== WORK REQUEST ==
Nothing outside the stretch is wanted. Repeat exactly the lines of the listing below from the one that contains "impl From<PrimitiveParseError> for" through the one that contains "#[derive(Clone, Debug, Default)]", both ends included.

================================

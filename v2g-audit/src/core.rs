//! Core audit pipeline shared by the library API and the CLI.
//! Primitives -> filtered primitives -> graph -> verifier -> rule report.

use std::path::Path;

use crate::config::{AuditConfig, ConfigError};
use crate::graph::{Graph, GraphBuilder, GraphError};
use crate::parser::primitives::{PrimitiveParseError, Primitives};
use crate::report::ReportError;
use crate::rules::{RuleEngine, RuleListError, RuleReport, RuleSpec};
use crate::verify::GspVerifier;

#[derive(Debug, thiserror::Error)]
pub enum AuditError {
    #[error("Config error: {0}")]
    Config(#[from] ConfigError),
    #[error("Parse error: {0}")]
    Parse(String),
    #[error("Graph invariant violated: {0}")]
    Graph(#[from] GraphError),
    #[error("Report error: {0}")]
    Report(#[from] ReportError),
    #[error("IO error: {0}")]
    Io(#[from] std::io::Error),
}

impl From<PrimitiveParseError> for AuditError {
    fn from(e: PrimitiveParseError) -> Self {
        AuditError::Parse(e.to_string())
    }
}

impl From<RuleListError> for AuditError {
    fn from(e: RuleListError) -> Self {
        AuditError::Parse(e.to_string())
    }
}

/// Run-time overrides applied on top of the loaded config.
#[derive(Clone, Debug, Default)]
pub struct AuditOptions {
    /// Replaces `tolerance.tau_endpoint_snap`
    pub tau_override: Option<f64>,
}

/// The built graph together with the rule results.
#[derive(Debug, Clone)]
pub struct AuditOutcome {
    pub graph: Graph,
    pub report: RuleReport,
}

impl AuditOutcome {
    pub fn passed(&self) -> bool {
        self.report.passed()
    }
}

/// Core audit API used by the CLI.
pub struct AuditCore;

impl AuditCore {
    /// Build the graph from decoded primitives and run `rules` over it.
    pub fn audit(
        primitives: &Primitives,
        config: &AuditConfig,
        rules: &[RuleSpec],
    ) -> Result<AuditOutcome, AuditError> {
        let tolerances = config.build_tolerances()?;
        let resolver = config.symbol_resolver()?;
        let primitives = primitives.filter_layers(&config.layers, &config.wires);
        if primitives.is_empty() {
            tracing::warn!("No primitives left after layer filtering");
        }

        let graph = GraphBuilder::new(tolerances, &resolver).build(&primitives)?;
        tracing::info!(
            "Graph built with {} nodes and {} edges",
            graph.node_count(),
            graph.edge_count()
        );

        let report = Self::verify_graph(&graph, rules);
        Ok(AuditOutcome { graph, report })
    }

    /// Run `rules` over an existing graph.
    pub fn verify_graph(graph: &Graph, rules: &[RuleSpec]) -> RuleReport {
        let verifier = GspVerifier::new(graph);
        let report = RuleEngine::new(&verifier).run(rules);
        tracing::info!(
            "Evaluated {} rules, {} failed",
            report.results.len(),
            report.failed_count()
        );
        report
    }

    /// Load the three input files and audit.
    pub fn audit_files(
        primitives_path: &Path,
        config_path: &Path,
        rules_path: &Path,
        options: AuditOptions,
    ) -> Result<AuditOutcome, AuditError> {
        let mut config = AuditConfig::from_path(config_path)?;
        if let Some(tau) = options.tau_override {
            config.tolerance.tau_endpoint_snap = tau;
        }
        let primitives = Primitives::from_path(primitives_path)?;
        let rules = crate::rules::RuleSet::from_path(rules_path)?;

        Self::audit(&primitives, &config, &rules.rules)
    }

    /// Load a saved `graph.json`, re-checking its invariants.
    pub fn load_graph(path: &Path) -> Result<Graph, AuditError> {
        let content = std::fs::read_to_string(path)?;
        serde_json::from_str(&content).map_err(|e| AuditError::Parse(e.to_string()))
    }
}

================================

== ANSWER SPACE ==
impl From<PrimitiveParseError> for AuditError {
    fn from(e: PrimitiveParseError) -> Self {
        AuditError::Parse(e.to_string())
    }
}

impl From<RuleListError> for AuditError {
    fn from(e: RuleListError) -> Self {
        AuditError::Parse(e.to_string())
    }
}

/// Run-time overrides applied on top of the loaded config.
#[derive(Clone, Debug, Default)]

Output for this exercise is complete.